**ASSIGNMENT:**
A line belongs in the answer only if it contains the word "recipient"; copy every such line from the listing below.

════════

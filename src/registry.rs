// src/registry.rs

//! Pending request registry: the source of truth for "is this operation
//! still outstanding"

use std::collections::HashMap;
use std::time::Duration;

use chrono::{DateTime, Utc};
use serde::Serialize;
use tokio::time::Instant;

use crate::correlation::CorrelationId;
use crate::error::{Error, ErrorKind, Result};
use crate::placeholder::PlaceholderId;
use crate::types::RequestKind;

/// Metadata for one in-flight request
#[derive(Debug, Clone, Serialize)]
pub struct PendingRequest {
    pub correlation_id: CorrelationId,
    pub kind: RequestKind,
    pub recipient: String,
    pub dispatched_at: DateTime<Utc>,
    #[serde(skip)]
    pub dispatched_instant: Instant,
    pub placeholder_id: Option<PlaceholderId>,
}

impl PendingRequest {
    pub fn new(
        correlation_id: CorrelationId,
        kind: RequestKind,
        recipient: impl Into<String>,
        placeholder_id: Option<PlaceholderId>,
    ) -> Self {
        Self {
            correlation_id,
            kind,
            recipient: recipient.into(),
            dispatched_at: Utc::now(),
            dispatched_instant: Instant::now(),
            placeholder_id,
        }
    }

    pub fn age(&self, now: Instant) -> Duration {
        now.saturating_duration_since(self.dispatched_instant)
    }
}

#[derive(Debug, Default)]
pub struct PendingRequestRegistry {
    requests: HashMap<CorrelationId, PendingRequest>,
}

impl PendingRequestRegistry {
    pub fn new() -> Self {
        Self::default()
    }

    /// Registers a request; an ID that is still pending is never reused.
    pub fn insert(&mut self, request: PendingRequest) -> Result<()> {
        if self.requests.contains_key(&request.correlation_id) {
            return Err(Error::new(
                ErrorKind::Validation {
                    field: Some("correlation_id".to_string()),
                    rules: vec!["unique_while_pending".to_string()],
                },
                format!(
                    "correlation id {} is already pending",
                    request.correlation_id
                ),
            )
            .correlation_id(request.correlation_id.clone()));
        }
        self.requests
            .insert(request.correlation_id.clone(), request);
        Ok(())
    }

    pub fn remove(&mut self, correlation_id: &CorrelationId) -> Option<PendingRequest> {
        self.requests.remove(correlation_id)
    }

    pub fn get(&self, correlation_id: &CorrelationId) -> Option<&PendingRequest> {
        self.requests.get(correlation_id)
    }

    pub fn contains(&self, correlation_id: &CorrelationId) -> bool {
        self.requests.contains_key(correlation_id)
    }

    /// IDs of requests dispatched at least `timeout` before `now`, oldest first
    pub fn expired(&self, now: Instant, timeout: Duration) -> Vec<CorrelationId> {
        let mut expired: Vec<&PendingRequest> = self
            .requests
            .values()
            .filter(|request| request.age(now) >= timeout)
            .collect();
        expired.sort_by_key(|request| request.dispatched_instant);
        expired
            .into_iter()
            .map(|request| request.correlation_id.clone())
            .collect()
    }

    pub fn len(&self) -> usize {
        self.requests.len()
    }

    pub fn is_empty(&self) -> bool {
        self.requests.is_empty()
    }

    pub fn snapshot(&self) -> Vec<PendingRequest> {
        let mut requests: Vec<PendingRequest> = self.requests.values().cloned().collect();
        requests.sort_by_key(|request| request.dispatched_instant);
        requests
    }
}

════════

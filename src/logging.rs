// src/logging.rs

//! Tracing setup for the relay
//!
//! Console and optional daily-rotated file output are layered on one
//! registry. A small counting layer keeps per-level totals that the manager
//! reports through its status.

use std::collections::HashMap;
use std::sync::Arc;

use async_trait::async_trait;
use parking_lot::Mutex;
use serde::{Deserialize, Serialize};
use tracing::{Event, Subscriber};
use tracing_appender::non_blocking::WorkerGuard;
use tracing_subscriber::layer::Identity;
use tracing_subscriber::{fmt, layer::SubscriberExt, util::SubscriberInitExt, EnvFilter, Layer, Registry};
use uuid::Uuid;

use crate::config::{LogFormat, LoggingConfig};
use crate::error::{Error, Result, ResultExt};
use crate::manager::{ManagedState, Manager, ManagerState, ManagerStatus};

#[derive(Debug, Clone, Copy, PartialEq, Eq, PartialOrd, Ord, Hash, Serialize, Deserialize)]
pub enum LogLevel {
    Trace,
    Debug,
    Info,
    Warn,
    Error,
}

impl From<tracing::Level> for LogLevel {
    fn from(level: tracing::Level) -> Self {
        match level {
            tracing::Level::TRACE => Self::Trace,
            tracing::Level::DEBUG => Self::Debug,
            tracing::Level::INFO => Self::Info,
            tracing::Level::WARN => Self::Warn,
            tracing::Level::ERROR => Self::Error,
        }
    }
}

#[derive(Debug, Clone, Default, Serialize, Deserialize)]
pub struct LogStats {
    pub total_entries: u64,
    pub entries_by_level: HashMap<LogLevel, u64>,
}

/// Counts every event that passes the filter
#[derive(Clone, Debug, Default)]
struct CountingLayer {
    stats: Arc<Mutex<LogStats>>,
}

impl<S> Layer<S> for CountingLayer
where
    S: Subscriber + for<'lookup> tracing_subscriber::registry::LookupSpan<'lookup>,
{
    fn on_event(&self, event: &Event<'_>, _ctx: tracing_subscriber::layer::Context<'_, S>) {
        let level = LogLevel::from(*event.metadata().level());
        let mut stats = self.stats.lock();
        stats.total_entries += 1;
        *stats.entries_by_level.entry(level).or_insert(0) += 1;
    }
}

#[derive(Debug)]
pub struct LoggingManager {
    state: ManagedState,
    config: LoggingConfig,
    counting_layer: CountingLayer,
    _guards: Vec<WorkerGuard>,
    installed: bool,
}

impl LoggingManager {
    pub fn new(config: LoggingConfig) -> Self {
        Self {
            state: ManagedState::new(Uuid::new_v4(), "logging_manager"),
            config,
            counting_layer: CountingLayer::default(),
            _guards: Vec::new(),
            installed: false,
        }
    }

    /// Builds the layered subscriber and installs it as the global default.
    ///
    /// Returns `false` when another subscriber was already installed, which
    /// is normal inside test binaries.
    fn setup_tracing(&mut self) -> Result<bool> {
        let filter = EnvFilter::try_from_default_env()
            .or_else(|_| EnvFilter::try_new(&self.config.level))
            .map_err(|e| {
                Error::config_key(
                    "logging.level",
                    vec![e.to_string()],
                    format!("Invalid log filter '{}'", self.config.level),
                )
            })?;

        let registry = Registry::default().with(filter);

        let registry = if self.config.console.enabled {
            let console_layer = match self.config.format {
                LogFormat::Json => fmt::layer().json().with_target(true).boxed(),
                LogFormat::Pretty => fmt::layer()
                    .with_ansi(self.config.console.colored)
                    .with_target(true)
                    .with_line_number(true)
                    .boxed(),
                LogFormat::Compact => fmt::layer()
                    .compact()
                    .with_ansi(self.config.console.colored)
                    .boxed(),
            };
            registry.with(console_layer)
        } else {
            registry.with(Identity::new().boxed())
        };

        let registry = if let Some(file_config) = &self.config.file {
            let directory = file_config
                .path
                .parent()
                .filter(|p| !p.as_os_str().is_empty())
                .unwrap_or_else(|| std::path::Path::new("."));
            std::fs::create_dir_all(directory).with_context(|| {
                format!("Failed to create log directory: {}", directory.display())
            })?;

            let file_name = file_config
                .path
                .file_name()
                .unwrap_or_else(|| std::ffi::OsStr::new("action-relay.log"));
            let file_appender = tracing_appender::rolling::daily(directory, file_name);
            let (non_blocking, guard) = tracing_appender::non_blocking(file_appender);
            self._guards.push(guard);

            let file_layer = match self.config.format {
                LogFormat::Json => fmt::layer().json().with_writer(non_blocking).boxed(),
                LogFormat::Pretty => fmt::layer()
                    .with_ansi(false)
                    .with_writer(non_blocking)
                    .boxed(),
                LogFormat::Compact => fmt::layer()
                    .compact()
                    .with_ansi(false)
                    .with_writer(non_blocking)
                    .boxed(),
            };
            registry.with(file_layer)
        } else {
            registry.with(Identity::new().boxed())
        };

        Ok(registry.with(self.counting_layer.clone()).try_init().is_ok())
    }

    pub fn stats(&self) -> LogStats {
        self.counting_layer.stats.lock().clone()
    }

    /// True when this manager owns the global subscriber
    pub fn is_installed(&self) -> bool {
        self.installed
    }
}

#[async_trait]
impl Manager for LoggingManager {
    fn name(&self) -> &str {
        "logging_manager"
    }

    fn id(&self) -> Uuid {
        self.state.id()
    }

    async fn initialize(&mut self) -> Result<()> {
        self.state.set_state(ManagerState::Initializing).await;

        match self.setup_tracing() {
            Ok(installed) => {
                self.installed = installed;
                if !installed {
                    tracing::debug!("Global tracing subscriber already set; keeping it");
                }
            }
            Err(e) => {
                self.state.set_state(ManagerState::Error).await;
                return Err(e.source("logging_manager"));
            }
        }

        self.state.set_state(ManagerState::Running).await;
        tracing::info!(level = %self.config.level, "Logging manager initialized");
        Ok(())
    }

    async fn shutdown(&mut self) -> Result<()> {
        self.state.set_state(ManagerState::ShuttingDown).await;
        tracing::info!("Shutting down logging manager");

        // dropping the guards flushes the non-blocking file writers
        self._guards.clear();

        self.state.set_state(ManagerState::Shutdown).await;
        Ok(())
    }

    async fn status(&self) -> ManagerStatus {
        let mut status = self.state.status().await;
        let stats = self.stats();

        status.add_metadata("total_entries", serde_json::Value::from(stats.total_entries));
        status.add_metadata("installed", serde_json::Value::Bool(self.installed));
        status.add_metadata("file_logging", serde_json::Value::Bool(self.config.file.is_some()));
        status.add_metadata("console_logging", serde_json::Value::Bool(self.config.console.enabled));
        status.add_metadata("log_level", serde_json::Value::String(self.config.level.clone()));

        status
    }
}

════════

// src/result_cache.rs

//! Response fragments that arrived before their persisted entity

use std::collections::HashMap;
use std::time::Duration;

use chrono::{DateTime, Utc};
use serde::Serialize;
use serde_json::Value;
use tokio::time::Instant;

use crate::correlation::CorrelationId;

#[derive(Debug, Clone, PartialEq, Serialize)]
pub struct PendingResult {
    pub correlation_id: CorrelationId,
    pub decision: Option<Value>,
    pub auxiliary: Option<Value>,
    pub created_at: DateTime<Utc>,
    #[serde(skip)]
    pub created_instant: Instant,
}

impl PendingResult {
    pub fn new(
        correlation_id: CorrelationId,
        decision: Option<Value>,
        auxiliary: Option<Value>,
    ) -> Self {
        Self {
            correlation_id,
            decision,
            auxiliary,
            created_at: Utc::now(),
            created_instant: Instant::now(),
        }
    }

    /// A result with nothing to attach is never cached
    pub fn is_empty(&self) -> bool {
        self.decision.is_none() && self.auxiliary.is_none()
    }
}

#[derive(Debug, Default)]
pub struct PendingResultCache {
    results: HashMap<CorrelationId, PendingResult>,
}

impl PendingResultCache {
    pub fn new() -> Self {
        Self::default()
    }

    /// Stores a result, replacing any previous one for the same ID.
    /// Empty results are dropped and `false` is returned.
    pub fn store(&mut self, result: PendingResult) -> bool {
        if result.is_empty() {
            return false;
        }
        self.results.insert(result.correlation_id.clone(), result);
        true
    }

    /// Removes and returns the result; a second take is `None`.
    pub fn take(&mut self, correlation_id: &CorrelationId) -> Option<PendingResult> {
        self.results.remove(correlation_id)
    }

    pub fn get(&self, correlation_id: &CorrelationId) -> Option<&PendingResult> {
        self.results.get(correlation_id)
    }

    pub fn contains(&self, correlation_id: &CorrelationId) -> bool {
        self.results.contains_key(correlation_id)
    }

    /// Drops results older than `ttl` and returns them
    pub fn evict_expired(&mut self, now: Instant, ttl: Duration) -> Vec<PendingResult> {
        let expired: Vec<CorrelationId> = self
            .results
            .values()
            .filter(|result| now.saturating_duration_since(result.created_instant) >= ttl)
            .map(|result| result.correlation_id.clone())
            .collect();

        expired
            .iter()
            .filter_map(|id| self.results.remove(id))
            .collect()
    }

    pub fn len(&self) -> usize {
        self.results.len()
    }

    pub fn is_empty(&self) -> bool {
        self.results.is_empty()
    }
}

════════

**OUTPUT OF THE EXERCISE:**
    pub recipient: String,
        recipient: impl Into<String>,
            recipient: recipient.into(),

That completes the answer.